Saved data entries
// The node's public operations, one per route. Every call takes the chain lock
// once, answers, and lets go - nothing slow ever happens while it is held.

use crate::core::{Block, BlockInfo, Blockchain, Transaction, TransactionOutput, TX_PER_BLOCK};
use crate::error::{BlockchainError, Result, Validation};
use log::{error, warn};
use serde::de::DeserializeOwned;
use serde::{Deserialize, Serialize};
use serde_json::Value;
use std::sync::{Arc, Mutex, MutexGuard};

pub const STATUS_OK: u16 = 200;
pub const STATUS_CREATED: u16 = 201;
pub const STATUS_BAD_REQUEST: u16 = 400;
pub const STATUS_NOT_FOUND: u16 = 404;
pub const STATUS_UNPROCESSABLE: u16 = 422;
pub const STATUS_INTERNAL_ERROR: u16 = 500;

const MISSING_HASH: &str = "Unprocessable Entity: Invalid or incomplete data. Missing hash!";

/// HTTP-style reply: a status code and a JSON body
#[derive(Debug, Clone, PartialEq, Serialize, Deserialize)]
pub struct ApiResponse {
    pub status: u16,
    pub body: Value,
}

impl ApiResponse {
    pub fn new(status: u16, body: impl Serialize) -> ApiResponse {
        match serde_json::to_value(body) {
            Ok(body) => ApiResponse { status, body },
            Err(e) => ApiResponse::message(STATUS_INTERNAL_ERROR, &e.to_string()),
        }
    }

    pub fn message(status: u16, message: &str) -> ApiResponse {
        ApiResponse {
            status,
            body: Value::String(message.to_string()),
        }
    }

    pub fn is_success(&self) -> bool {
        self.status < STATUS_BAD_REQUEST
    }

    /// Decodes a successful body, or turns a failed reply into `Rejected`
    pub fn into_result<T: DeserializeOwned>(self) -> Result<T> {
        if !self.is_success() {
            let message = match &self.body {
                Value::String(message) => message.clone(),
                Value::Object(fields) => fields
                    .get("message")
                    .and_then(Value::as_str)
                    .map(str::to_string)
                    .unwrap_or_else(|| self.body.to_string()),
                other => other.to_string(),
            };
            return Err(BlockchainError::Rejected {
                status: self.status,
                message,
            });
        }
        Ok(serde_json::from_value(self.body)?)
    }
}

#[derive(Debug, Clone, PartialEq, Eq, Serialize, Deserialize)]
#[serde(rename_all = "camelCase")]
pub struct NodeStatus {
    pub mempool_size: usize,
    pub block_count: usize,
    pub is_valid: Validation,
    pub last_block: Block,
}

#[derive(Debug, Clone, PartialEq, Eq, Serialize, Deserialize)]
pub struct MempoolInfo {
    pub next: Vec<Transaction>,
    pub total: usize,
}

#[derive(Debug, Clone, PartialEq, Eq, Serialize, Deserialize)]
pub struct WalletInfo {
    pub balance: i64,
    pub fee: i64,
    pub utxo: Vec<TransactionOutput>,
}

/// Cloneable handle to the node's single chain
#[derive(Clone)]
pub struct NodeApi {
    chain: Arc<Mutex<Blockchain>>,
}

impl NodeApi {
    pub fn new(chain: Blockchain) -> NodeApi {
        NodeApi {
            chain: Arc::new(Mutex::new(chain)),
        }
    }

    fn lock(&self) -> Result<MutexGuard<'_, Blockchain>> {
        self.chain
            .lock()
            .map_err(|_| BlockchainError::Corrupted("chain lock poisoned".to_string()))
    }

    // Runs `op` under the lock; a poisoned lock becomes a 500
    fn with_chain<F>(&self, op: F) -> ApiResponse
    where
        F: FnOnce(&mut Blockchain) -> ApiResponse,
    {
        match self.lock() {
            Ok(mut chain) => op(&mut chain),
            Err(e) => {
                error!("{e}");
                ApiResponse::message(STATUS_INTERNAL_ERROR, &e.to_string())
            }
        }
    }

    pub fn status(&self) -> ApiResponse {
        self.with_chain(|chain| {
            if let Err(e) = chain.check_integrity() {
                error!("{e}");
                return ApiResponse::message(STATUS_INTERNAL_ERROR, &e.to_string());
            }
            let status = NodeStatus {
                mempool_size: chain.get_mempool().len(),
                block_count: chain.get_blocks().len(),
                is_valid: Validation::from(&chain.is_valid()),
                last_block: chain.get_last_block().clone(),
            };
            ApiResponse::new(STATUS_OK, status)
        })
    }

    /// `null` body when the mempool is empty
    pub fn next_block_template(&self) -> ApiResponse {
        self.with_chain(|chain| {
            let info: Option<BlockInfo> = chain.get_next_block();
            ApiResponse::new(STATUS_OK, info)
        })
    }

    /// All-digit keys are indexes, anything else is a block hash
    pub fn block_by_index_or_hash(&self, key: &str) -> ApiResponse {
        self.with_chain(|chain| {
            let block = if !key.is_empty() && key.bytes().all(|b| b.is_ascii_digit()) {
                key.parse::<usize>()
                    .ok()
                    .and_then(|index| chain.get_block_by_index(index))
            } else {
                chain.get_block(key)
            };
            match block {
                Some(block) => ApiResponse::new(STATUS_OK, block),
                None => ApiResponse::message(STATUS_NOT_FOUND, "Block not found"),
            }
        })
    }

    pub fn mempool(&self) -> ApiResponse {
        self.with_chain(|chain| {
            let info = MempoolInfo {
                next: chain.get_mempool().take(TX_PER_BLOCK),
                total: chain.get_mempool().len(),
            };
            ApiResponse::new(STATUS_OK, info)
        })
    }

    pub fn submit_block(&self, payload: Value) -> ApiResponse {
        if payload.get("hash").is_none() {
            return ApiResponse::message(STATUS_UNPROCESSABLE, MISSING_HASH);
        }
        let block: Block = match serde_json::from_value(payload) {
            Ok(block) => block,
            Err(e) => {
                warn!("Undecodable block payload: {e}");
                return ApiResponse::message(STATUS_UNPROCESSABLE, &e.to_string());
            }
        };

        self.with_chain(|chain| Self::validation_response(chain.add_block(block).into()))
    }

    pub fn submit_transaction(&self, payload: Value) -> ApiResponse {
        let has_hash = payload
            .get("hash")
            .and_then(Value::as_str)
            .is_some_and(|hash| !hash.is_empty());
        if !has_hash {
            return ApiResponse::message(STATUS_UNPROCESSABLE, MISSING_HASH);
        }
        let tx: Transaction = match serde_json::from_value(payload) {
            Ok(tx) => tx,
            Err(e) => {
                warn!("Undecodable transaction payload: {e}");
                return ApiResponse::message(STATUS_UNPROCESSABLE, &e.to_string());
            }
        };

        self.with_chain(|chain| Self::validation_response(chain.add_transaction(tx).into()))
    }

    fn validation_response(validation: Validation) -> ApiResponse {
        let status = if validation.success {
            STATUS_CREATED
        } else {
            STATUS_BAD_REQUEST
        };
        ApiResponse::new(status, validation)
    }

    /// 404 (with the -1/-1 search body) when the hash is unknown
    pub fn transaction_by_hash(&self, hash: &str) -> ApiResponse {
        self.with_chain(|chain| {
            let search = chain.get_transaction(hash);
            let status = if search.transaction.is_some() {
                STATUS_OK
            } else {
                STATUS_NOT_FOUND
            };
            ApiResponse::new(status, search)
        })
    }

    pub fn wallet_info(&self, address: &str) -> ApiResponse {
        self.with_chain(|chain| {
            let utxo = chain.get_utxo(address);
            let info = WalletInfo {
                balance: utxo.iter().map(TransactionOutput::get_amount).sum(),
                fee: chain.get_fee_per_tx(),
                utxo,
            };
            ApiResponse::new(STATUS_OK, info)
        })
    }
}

• **About this task**
Nothing should be dropped or changed, so repeat all of the entries exactly.

• **Written solution**
// The node's public operations, one per route. Every call takes the chain lock
// once, answers, and lets go - nothing slow ever happens while it is held.

use crate::core::{Block, BlockInfo, Blockchain, Transaction, TransactionOutput, TX_PER_BLOCK};
use crate::error::{BlockchainError, Result, Validation};
use log::{error, warn};
use serde::de::DeserializeOwned;
use serde::{Deserialize, Serialize};
use serde_json::Value;
use std::sync::{Arc, Mutex, MutexGuard};

pub const STATUS_OK: u16 = 200;
pub const STATUS_CREATED: u16 = 201;
pub const STATUS_BAD_REQUEST: u16 = 400;
pub const STATUS_NOT_FOUND: u16 = 404;
pub const STATUS_UNPROCESSABLE: u16 = 422;
pub const STATUS_INTERNAL_ERROR: u16 = 500;

const MISSING_HASH: &str = "Unprocessable Entity: Invalid or incomplete data. Missing hash!";

/// HTTP-style reply: a status code and a JSON body
#[derive(Debug, Clone, PartialEq, Serialize, Deserialize)]
pub struct ApiResponse {
    pub status: u16,
    pub body: Value,
}

impl ApiResponse {
    pub fn new(status: u16, body: impl Serialize) -> ApiResponse {
        match serde_json::to_value(body) {
            Ok(body) => ApiResponse { status, body },
            Err(e) => ApiResponse::message(STATUS_INTERNAL_ERROR, &e.to_string()),
        }
    }

    pub fn message(status: u16, message: &str) -> ApiResponse {
        ApiResponse {
            status,
            body: Value::String(message.to_string()),
        }
    }

    pub fn is_success(&self) -> bool {
        self.status < STATUS_BAD_REQUEST
    }

    /// Decodes a successful body, or turns a failed reply into `Rejected`
    pub fn into_result<T: DeserializeOwned>(self) -> Result<T> {
        if !self.is_success() {
            let message = match &self.body {
                Value::String(message) => message.clone(),
                Value::Object(fields) => fields
                    .get("message")
                    .and_then(Value::as_str)
                    .map(str::to_string)
                    .unwrap_or_else(|| self.body.to_string()),
                other => other.to_string(),
            };
            return Err(BlockchainError::Rejected {
                status: self.status,
                message,
            });
        }
        Ok(serde_json::from_value(self.body)?)
    }
}

#[derive(Debug, Clone, PartialEq, Eq, Serialize, Deserialize)]
#[serde(rename_all = "camelCase")]
pub struct NodeStatus {
    pub mempool_size: usize,
    pub block_count: usize,
    pub is_valid: Validation,
    pub last_block: Block,
}

#[derive(Debug, Clone, PartialEq, Eq, Serialize, Deserialize)]
pub struct MempoolInfo {
    pub next: Vec<Transaction>,
    pub total: usize,
}

#[derive(Debug, Clone, PartialEq, Eq, Serialize, Deserialize)]
pub struct WalletInfo {
    pub balance: i64,
    pub fee: i64,
    pub utxo: Vec<TransactionOutput>,
}

/// Cloneable handle to the node's single chain
#[derive(Clone)]
pub struct NodeApi {
    chain: Arc<Mutex<Blockchain>>,
}

impl NodeApi {
    pub fn new(chain: Blockchain) -> NodeApi {
        NodeApi {
            chain: Arc::new(Mutex::new(chain)),
        }
    }

    fn lock(&self) -> Result<MutexGuard<'_, Blockchain>> {
        self.chain
            .lock()
            .map_err(|_| BlockchainError::Corrupted("chain lock poisoned".to_string()))
    }

    // Runs `op` under the lock; a poisoned lock becomes a 500
    fn with_chain<F>(&self, op: F) -> ApiResponse
    where
        F: FnOnce(&mut Blockchain) -> ApiResponse,
    {
        match self.lock() {
            Ok(mut chain) => op(&mut chain),
            Err(e) => {
                error!("{e}");
                ApiResponse::message(STATUS_INTERNAL_ERROR, &e.to_string())
            }
        }
    }

    pub fn status(&self) -> ApiResponse {
        self.with_chain(|chain| {
            if let Err(e) = chain.check_integrity() {
                error!("{e}");
                return ApiResponse::message(STATUS_INTERNAL_ERROR, &e.to_string());
            }
            let status = NodeStatus {
                mempool_size: chain.get_mempool().len(),
                block_count: chain.get_blocks().len(),
                is_valid: Validation::from(&chain.is_valid()),
                last_block: chain.get_last_block().clone(),
            };
            ApiResponse::new(STATUS_OK, status)
        })
    }

    /// `null` body when the mempool is empty
    pub fn next_block_template(&self) -> ApiResponse {
        self.with_chain(|chain| {
            let info: Option<BlockInfo> = chain.get_next_block();
            ApiResponse::new(STATUS_OK, info)
        })
    }

    /// All-digit keys are indexes, anything else is a block hash
    pub fn block_by_index_or_hash(&self, key: &str) -> ApiResponse {
        self.with_chain(|chain| {
            let block = if !key.is_empty() && key.bytes().all(|b| b.is_ascii_digit()) {
                key.parse::<usize>()
                    .ok()
                    .and_then(|index| chain.get_block_by_index(index))
            } else {
                chain.get_block(key)
            };
            match block {
                Some(block) => ApiResponse::new(STATUS_OK, block),
                None => ApiResponse::message(STATUS_NOT_FOUND, "Block not found"),
            }
        })
    }

    pub fn mempool(&self) -> ApiResponse {
        self.with_chain(|chain| {
            let info = MempoolInfo {
                next: chain.get_mempool().take(TX_PER_BLOCK),
                total: chain.get_mempool().len(),
            };
            ApiResponse::new(STATUS_OK, info)
        })
    }

    pub fn submit_block(&self, payload: Value) -> ApiResponse {
        if payload.get("hash").is_none() {
            return ApiResponse::message(STATUS_UNPROCESSABLE, MISSING_HASH);
        }
        let block: Block = match serde_json::from_value(payload) {
            Ok(block) => block,
            Err(e) => {
                warn!("Undecodable block payload: {e}");
                return ApiResponse::message(STATUS_UNPROCESSABLE, &e.to_string());
            }
        };

        self.with_chain(|chain| Self::validation_response(chain.add_block(block).into()))
    }

    pub fn submit_transaction(&self, payload: Value) -> ApiResponse {
        let has_hash = payload
            .get("hash")
            .and_then(Value::as_str)
            .is_some_and(|hash| !hash.is_empty());
        if !has_hash {
            return ApiResponse::message(STATUS_UNPROCESSABLE, MISSING_HASH);
        }
        let tx: Transaction = match serde_json::from_value(payload) {
            Ok(tx) => tx,
            Err(e) => {
                warn!("Undecodable transaction payload: {e}");
                return ApiResponse::message(STATUS_UNPROCESSABLE, &e.to_string());
            }
        };

        self.with_chain(|chain| Self::validation_response(chain.add_transaction(tx).into()))
    }

    fn validation_response(validation: Validation) -> ApiResponse {
        let status = if validation.success {
            STATUS_CREATED
        } else {
            STATUS_BAD_REQUEST
        };
        ApiResponse::new(status, validation)
    }

    /// 404 (with the -1/-1 search body) when the hash is unknown
    pub fn transaction_by_hash(&self, hash: &str) -> ApiResponse {
        self.with_chain(|chain| {
            let search = chain.get_transaction(hash);
            let status = if search.transaction.is_some() {
                STATUS_OK
            } else {
                STATUS_NOT_FOUND
            };
            ApiResponse::new(status, search)
        })
    }

    pub fn wallet_info(&self, address: &str) -> ApiResponse {
        self.with_chain(|chain| {
            let utxo = chain.get_utxo(address);
            let info = WalletInfo {
                balance: utxo.iter().map(TransactionOutput::get_amount).sum(),
                fee: chain.get_fee_per_tx(),
                utxo,
            };
            ApiResponse::new(STATUS_OK, info)
        })
    }
}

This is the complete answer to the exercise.